Beijing telah menepis kekhawatiran atas dukungan negaranya yang besar terhadap industri, dan bulan lalu mengutuk penyelidikan Uni Eeropa terhadap subsidi kendaraan listrik sebagai "proteksionisme" dan bagian dari upaya Barat untuk mempolitisasi perdagangan internasional.

Kekhawatiran Washington terhadap membanjirnya ekspor muncul ketika Presiden AS Joe Biden berupaya meningkatkan manufaktur dalam negeri di bidang energi ramah lingkungan, dan para pembuat kebijakan memperingatkan bahwa kelebihan kapasitas Tiongkok dapat merugikan pertumbuhan industri-industri tersebut.

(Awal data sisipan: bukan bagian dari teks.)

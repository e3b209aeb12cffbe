use async_trait::async_trait;
use chrono::{Local, NaiveTime};
use sea_orm::{
    ActiveModelTrait, ColumnTrait, Condition, ConnectionTrait, DatabaseConnection, DbErr,
    EntityTrait, IntoActiveModel, QueryFilter, QueryOrder, QuerySelect, Set, SqlErr,
    TransactionTrait,
};

use super::entities::{policies, vehicles};
use crate::db::types::{Attachments, Payment, Payments, PolicyStatus, Service, UploadedFile};
use crate::domain::policy::NewPolicy;
use crate::domain::vehicle::VehicleDraft;
use crate::error::StoreError;
use crate::services::{Policy, PolicyStore, Vehicle, VehicleStore};

pub struct Repo {
    db: DatabaseConnection,
}

impl Repo {
    pub fn new(db: DatabaseConnection) -> Self {
        Self { db }
    }

    pub async fn ping(&self) -> Result<(), DbErr> {
        self.db.ping().await
    }

    async fn active_policy(&self, number: &str) -> Result<Policy, StoreError> {
        self.find_policy_by_number(number)
            .await?
            .ok_or_else(|| StoreError::NotFound(format!("policy {}", number)))
    }
}

/// Map a unique-index violation to the given domain error.
fn unique_violation(err: DbErr, duplicate: impl FnOnce() -> StoreError) -> StoreError {
    match err.sql_err() {
        Some(SqlErr::UniqueConstraintViolation(_)) => duplicate(),
        _ => StoreError::Database(err),
    }
}

/// Validate and insert a new policy on `conn`, which may be a transaction.
async fn insert_policy<C: ConnectionTrait>(conn: &C, data: NewPolicy) -> Result<Policy, StoreError> {
    for (value, field) in [
        (&data.number, "number"),
        (&data.holder, "holder"),
        (&data.insurer, "insurer"),
    ] {
        if value.trim().is_empty() {
            return Err(StoreError::Validation(format!("{} is required", field)));
        }
    }

    // Deleted policies keep their number reserved
    let existing = policies::Entity::find()
        .filter(policies::Column::Number.eq(data.number.as_str()))
        .one(conn)
        .await?;
    if existing.is_some() {
        return Err(StoreError::DuplicatePolicy(data.number));
    }

    let now = Local::now().naive_local();
    let number = data.number.clone();
    let policy = policies::ActiveModel {
        number: Set(data.number),
        holder: Set(data.holder),
        phone: Set(data.phone),
        insurer: Set(data.insurer),
        agent: Set(data.agent),
        issue_date: Set(data.issue_date),
        brand: Set(data.brand),
        model: Set(data.model),
        year: Set(data.year),
        color: Set(data.color),
        serie: Set(data.serie),
        plates: Set(data.plates),
        status: Set(PolicyStatus::Active),
        deletion_reason: Set(None),
        payments: Set(Payments::default()),
        services: Set(Default::default()),
        files: Set(Attachments::from(data.files)),
        created_at: Set(now),
        updated_at: Set(now),
        ..Default::default()
    };

    policy
        .insert(conn)
        .await
        .map_err(|e| unique_violation(e, || StoreError::DuplicatePolicy(number)))
}

// ==================== Policies ====================

#[async_trait]
impl PolicyStore for Repo {
    async fn find_policy_by_number(&self, number: &str) -> Result<Option<Policy>, StoreError> {
        Ok(policies::Entity::find()
            .filter(policies::Column::Number.eq(number))
            .filter(policies::Column::Status.eq(PolicyStatus::Active))
            .one(&self.db)
            .await?)
    }

    async fn save_policy(&self, data: NewPolicy) -> Result<Policy, StoreError> {
        insert_policy(&self.db, data).await
    }

    async fn mark_policy_deleted(
        &self,
        number: &str,
        reason: &str,
    ) -> Result<Option<Policy>, StoreError> {
        let Some(policy) = self.find_policy_by_number(number).await? else {
            return Ok(None);
        };

        let mut active = policy.into_active_model();
        active.status = Set(PolicyStatus::Deleted);
        active.deletion_reason = Set(Some(reason.to_string()));
        active.updated_at = Set(Local::now().naive_local());

        Ok(Some(active.update(&self.db).await?))
    }

    async fn add_payment(&self, number: &str, payment: Payment) -> Result<Policy, StoreError> {
        let policy = self.active_policy(number).await?;
        let mut payments = policy.payments.0.clone();
        payments.push(payment);

        let mut active = policy.into_active_model();
        active.payments = Set(payments.into());
        active.updated_at = Set(Local::now().naive_local());

        Ok(active.update(&self.db).await?)
    }

    async fn add_service(&self, number: &str, service: Service) -> Result<Policy, StoreError> {
        let policy = self.active_policy(number).await?;
        let mut services = policy.services.0.clone();
        services.push(service);

        let mut active = policy.into_active_model();
        active.services = Set(services.into());
        active.updated_at = Set(Local::now().naive_local());

        Ok(active.update(&self.db).await?)
    }

    async fn set_service_contact_time(
        &self,
        number: &str,
        expediente: &str,
        time: NaiveTime,
    ) -> Result<(), StoreError> {
        let policy = self.active_policy(number).await?;
        let mut services = policy.services.0.clone();

        let service = services
            .iter_mut()
            .rev()
            .find(|s| s.expediente == expediente)
            .ok_or_else(|| StoreError::NotFound(format!("service {}", expediente)))?;
        service.contact_time = Some(time);

        let mut active = policy.into_active_model();
        active.services = Set(services.into());
        active.updated_at = Set(Local::now().naive_local());
        active.update(&self.db).await?;

        Ok(())
    }

    async fn update_phone(&self, number: &str, phone: &str) -> Result<(), StoreError> {
        let policy = self.active_policy(number).await?;

        let mut active = policy.into_active_model();
        active.phone = Set(Some(phone.to_string()));
        active.updated_at = Set(Local::now().naive_local());
        active.update(&self.db).await?;

        Ok(())
    }

    async fn attach_file(&self, number: &str, file: UploadedFile) -> Result<(), StoreError> {
        let policy = self.active_policy(number).await?;
        let mut files = policy.files.0.clone();
        files.push(file);

        let mut active = policy.into_active_model();
        active.files = Set(files.into());
        active.updated_at = Set(Local::now().naive_local());
        active.update(&self.db).await?;

        Ok(())
    }
}

// ==================== Vehicles ====================

#[async_trait]
impl VehicleStore for Repo {
    async fn register_vehicle(
        &self,
        draft: VehicleDraft,
        owner_user_id: i64,
        photos: Vec<UploadedFile>,
    ) -> Result<Vehicle, StoreError> {
        let existing = vehicles::Entity::find()
            .filter(
                Condition::any()
                    .add(vehicles::Column::Serie.eq(draft.serie.as_str()))
                    .add(vehicles::Column::Plates.eq(draft.plates.as_str())),
            )
            .one(&self.db)
            .await?;
        if let Some(vehicle) = existing {
            let what = if vehicle.serie == draft.serie {
                format!("serie {}", draft.serie)
            } else {
                format!("placas {}", draft.plates)
            };
            return Err(StoreError::DuplicateVehicle(what));
        }

        let now = Local::now().naive_local();
        let serie = draft.serie.clone();
        let vehicle = vehicles::ActiveModel {
            serie: Set(draft.serie),
            brand: Set(draft.brand),
            model: Set(draft.model),
            year: Set(draft.year),
            color: Set(draft.color),
            plates: Set(draft.plates),
            owner_user_id: Set(owner_user_id),
            photos: Set(Attachments::from(photos)),
            policy_number: Set(None),
            created_at: Set(now),
            updated_at: Set(now),
            ..Default::default()
        };

        vehicle
            .insert(&self.db)
            .await
            .map_err(|e| unique_violation(e, || StoreError::DuplicateVehicle(format!("serie {}", serie))))
    }

    async fn find_vehicle(&self, vehicle_id: i32) -> Result<Option<Vehicle>, StoreError> {
        Ok(vehicles::Entity::find_by_id(vehicle_id).one(&self.db).await?)
    }

    async fn vehicles_without_policy(&self, limit: u64) -> Result<Vec<Vehicle>, StoreError> {
        Ok(vehicles::Entity::find()
            .filter(vehicles::Column::PolicyNumber.is_null())
            .order_by_asc(vehicles::Column::CreatedAt)
            .order_by_asc(vehicles::Column::Id)
            .limit(limit)
            .all(&self.db)
            .await?)
    }

    async fn assign_new_policy(&self, vehicle_id: i32, data: NewPolicy) -> Result<Policy, StoreError> {
        let txn = self.db.begin().await?;

        // Insert first so the number is claimed; any failure below rolls it back
        let policy = insert_policy(&txn, data).await?;

        let vehicle = vehicles::Entity::find_by_id(vehicle_id)
            .one(&txn)
            .await?
            .filter(|vehicle| vehicle.policy_number.is_none())
            .ok_or_else(|| StoreError::NotFound(format!("vehicle {} without policy", vehicle_id)))?;

        let mut active = vehicle.into_active_model();
        active.policy_number = Set(Some(policy.number.clone()));
        active.updated_at = Set(Local::now().naive_local());
        active.update(&txn).await?;

        txn.commit().await?;
        Ok(policy)
    }
}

Pemerintahan Biden sangat sensitif terhadap kekhawatiran industri otomotif AS terhadap Tiongkok dan kendaraan listrik, terutama pada tahun pemilu, kata Paul Triolo, mitra asosiasi untuk Tiongkok di Albright Stonebridge Group.

"Kemungkinan besar pemerintah akan mengambil beberapa tindakan untuk menunjukkan bahwa mereka bersedia mengambil tindakan pencegahan untuk mencegah masalah di masa depan akibat kelebihan kapasitas kendaraan listrik di Tiongkok," katanya kepada AFP.

Namun dia memperingatkan bahwa Beijing kemungkinan akan "bereaksi buruk", mengingat dampaknya terhadap produsen mobil AS masih belum terlihat.

Stabilkan Hubungan

Yellen juga berencana bertemu dengan Perdana Menteri Tiongkok Li Qiang dalam kunjungannya, serta gubernur bank sentral Pan Gongsheng dan Menteri Keuangan Lan Fo'an.

Dalam beberapa tahun terakhir, Beijing dan Washington telah berselisih mengenai isu-isu yang menjadi titik konflik mulai dari teknologi dan perdagangan hingga hak asasi manusia, serta mengenai pulau Taiwan dan Laut Tiongkok Selatan.

Hubungan keduanya agak stabil sejak Presiden AS Joe Biden dan Presiden Tiongkok Xi Jinping bertemu di San Francisco pada bulan November untuk melakukan pembicaraan.

Kunjungan Yellen pada bulan Juli 2023 membantu memulai kembali dialog setelah periode ketegangan yang meningkat, terutama terkait Taiwan, dan berpuncak pada peluncuran kelompok kerja bilateral mengenai kebijakan ekonomi dan keuangan.

Menteri Luar Negeri AS Antony Blinken juga diperkirakan akan melakukan kunjungan lagi ke Tiongkok dalam beberapa minggu mendatang, sebuah tanda bahwa kedua belah pihak kembali melakukan hubungan yang lebih rutin.